**WHAT THE EXERCISE ASKS**
A stretch of the entries below is to be set down exactly, running from the line with "within a cycle" through the line with "its value differs", both included, and no other line.

(Beginning of INFORMATION SUPPLIED)

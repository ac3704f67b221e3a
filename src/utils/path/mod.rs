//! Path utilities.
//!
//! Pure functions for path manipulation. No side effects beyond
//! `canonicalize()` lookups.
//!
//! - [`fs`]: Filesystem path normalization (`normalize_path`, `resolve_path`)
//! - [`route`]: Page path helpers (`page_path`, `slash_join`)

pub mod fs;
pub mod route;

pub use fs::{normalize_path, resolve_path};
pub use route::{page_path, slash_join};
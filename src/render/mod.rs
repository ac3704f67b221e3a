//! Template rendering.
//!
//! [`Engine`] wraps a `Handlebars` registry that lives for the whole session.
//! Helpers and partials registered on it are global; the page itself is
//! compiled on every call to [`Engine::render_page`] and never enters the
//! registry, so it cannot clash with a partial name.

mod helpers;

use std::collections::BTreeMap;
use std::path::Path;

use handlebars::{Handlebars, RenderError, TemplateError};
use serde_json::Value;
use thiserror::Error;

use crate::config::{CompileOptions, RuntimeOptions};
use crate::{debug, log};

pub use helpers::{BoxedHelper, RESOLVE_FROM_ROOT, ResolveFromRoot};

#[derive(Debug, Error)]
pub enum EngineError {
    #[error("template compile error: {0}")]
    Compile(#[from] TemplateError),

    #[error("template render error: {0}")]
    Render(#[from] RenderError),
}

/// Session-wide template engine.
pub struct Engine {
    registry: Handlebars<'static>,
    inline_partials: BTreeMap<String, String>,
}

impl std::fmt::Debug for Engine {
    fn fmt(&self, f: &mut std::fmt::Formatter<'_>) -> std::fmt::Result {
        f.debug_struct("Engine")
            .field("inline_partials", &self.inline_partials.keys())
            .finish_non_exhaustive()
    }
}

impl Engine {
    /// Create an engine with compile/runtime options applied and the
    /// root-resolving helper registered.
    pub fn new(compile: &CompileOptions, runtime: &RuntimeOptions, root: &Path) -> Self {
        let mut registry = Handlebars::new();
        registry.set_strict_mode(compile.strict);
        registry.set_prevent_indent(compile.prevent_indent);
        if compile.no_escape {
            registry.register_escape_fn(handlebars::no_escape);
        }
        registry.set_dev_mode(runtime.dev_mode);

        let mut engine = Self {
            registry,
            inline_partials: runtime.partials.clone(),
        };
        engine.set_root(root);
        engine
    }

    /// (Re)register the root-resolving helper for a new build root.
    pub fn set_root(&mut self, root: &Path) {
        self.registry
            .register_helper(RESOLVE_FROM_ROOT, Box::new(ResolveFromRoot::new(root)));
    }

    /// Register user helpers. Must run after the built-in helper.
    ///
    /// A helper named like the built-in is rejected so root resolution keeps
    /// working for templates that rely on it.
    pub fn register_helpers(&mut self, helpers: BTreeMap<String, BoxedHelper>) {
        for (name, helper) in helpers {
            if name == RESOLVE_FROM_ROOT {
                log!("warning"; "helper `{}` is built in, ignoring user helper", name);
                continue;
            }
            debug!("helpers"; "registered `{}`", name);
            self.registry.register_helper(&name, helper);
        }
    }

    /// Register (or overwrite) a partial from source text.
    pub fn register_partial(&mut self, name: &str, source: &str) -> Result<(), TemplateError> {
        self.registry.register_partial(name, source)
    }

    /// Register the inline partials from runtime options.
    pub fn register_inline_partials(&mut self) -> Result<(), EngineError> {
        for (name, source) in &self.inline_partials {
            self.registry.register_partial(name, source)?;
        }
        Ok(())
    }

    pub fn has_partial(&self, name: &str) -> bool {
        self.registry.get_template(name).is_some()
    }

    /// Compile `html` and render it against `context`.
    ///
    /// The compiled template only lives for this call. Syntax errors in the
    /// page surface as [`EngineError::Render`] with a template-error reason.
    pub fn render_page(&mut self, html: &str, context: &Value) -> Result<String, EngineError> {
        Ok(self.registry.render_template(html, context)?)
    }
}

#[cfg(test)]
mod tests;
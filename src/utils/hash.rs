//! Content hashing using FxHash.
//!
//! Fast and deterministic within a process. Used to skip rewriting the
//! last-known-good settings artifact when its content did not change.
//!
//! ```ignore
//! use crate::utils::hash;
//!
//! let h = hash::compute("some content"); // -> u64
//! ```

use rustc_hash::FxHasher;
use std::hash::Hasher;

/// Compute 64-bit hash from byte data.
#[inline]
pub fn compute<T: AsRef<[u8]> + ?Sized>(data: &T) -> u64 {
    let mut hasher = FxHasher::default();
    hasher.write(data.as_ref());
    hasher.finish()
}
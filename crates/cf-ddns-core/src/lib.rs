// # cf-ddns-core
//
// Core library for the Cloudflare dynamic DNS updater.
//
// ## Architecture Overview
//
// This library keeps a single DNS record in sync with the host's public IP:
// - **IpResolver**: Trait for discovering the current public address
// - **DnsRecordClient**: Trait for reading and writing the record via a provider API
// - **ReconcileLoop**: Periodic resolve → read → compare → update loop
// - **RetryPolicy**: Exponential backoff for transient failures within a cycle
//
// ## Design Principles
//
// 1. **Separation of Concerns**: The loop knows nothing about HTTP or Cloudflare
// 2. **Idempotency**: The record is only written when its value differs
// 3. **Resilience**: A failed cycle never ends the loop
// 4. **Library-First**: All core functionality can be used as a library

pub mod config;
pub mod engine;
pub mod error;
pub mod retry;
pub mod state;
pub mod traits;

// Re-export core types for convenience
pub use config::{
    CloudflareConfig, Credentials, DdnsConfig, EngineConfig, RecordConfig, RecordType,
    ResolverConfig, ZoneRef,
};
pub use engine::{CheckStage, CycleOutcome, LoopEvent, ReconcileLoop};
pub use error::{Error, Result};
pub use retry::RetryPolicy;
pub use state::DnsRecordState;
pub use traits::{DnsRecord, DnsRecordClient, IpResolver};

(End of INFORMATION SUPPLIED)
(Beginning of INFORMATION SUPPLIED)

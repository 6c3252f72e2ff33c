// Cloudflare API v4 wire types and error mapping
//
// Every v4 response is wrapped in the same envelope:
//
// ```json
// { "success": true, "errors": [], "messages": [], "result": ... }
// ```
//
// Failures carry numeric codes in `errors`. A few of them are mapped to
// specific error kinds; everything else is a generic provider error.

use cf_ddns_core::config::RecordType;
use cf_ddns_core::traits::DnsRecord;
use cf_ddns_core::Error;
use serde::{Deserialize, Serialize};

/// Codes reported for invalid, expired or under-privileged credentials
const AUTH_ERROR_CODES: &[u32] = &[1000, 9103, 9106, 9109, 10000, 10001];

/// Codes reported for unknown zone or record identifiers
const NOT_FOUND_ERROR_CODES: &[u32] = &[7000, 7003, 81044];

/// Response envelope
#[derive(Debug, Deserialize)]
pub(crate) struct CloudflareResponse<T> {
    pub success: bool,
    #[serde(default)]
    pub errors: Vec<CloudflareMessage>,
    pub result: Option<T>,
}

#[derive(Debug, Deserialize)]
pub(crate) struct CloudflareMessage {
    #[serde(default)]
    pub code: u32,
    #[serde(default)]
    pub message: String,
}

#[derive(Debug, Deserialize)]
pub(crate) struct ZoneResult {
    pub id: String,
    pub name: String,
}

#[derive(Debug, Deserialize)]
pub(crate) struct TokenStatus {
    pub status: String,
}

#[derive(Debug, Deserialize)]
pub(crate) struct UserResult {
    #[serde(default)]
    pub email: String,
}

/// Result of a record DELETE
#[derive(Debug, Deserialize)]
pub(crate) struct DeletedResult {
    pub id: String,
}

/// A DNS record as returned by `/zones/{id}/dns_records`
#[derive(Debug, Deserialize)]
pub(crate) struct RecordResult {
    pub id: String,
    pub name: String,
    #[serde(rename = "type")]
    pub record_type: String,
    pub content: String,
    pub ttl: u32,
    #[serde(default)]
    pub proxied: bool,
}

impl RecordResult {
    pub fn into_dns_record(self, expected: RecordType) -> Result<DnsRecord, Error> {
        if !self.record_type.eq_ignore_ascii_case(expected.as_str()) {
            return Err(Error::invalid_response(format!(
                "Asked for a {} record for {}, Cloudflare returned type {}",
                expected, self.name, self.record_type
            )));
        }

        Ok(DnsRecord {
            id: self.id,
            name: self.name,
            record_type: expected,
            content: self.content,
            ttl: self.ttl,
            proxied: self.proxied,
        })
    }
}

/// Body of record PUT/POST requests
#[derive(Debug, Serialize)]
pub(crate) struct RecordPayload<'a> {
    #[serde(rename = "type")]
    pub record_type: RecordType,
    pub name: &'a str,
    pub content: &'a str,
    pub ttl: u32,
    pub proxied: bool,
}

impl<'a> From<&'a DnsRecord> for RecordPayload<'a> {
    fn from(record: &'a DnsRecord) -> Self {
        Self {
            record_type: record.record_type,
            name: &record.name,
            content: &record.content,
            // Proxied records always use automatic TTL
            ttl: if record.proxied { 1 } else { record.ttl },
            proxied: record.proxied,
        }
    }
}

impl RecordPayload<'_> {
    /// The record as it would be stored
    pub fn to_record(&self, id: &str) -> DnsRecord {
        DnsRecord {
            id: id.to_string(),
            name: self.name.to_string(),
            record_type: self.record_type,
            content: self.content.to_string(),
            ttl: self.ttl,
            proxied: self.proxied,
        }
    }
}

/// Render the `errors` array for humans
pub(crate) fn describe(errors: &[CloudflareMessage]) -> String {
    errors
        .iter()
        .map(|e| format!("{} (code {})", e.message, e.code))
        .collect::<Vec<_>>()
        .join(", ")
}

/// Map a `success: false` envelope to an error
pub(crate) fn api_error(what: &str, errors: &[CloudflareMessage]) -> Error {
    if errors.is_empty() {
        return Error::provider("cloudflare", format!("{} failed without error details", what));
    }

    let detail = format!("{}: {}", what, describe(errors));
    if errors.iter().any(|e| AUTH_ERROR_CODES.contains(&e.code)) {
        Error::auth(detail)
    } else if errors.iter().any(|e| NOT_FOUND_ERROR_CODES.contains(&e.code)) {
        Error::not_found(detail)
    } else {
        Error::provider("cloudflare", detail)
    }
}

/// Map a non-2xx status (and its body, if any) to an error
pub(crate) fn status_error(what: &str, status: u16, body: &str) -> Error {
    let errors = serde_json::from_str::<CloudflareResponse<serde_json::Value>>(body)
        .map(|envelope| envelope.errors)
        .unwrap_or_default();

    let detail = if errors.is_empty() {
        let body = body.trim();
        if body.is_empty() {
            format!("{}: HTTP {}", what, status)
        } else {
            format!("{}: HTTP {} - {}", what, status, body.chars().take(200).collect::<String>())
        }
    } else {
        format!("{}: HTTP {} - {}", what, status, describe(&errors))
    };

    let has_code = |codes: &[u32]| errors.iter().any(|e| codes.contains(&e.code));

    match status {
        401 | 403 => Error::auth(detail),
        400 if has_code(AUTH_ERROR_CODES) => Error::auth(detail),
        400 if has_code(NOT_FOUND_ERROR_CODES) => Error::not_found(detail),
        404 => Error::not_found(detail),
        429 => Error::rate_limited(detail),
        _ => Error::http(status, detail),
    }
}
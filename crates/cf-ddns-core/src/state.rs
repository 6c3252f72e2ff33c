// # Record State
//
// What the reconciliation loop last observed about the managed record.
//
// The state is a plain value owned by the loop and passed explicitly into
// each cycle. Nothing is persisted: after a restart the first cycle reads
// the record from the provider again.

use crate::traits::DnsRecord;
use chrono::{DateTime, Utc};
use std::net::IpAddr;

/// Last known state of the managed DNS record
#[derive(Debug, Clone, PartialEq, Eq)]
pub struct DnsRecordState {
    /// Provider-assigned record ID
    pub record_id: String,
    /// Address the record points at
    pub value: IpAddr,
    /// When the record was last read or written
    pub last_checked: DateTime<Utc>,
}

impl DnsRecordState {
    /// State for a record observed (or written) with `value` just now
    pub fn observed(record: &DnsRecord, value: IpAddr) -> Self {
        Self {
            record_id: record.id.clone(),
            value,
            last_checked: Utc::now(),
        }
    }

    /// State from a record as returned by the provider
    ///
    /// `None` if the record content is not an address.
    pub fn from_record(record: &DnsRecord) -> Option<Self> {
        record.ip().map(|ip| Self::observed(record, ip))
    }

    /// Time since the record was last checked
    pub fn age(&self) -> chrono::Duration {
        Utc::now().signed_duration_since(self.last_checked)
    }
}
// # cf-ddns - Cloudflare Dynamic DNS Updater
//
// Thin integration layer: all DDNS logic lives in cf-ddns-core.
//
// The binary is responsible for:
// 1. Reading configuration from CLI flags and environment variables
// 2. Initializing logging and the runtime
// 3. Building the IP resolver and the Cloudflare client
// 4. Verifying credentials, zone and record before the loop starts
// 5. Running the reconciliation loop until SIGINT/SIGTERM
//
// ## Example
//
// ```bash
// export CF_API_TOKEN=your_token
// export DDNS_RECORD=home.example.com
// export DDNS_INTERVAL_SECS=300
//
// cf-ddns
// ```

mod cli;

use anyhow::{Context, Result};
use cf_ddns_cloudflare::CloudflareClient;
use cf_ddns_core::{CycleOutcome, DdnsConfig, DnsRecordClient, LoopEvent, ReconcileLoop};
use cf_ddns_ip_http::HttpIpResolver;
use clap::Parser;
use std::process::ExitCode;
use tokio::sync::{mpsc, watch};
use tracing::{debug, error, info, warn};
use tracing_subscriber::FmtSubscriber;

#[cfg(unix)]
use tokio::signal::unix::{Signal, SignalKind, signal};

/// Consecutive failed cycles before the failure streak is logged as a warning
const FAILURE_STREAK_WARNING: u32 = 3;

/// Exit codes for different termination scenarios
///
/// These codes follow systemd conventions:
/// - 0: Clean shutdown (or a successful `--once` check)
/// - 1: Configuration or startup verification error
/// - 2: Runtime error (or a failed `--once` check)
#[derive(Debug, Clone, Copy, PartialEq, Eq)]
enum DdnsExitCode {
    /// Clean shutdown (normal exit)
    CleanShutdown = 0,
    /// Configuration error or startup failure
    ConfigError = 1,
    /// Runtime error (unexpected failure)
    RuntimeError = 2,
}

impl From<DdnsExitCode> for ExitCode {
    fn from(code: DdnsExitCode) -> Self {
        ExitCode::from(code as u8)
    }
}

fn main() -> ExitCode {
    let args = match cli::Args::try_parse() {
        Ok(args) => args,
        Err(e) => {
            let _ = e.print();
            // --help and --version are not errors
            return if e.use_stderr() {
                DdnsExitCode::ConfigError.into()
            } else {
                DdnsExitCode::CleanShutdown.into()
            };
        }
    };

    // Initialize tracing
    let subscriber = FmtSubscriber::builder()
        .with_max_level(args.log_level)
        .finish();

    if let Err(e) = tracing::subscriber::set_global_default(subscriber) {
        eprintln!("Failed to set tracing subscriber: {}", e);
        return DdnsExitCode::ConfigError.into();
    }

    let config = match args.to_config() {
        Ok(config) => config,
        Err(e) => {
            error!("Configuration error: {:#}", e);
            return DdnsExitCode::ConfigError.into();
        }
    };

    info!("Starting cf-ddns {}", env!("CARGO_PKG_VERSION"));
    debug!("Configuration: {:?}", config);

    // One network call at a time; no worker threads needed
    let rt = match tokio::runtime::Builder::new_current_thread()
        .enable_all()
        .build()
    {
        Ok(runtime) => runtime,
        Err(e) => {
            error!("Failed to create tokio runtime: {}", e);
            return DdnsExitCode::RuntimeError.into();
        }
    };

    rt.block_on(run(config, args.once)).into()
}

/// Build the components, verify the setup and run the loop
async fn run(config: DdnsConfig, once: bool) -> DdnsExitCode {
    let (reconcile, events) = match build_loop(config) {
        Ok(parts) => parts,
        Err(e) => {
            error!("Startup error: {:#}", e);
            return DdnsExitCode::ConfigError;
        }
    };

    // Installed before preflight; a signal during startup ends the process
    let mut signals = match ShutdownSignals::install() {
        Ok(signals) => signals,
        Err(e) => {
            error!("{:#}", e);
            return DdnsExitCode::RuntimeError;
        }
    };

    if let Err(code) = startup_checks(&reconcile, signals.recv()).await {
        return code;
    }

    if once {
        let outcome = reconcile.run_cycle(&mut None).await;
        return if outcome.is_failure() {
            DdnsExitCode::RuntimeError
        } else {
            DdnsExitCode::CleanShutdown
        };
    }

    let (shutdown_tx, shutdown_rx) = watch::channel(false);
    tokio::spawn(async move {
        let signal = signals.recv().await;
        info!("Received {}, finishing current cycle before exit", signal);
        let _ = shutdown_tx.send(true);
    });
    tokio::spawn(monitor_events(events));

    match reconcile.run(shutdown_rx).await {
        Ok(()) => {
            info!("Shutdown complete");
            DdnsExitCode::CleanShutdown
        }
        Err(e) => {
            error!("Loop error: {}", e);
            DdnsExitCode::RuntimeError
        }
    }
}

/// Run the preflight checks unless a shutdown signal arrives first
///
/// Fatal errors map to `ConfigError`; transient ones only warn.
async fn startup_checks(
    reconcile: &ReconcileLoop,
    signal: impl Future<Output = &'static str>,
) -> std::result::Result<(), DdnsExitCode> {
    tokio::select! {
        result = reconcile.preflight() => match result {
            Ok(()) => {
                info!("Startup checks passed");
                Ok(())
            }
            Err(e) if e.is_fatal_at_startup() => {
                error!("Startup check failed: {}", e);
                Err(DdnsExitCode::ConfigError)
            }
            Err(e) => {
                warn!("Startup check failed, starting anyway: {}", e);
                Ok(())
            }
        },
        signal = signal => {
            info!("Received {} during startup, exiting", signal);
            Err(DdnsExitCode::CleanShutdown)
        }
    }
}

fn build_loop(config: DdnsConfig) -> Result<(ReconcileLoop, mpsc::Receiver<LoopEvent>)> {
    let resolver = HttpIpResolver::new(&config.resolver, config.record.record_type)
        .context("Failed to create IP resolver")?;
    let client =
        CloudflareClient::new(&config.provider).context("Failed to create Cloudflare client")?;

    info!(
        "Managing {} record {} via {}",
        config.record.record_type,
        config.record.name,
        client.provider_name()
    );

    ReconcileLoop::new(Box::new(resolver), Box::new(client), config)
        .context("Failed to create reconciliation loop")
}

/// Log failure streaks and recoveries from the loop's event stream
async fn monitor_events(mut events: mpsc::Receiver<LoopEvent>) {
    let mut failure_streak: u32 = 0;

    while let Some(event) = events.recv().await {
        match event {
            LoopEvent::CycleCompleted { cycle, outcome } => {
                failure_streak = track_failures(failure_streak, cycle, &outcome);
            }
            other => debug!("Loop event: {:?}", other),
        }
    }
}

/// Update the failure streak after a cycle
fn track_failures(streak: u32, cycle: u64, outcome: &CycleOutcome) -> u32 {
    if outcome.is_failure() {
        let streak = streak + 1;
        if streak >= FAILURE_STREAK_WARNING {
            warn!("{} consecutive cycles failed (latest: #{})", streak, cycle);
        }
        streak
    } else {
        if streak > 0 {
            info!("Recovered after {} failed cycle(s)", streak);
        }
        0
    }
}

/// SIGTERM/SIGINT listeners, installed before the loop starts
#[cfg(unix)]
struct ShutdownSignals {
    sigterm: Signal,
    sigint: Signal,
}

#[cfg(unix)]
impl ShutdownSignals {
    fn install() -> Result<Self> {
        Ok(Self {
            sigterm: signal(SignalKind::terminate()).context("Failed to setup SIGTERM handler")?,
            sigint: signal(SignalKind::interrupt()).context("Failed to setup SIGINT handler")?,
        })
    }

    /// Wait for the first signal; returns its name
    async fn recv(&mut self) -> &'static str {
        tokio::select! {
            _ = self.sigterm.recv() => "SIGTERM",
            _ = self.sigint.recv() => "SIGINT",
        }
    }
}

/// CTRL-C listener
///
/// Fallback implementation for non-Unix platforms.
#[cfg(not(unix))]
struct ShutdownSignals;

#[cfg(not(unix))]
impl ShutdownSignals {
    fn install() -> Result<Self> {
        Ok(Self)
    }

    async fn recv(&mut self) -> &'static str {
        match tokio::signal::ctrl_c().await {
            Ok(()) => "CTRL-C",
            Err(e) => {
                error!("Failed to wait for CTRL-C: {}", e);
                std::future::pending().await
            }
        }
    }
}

(End of INFORMATION SUPPLIED)

**RESPONSE TO THIS EXERCISE**
// - **RetryPolicy**: Exponential backoff for transient failures within a cycle
//
// ## Design Principles
//
// 1. **Separation of Concerns**: The loop knows nothing about HTTP or Cloudflare
// 2. **Idempotency**: The record is only written when its value differs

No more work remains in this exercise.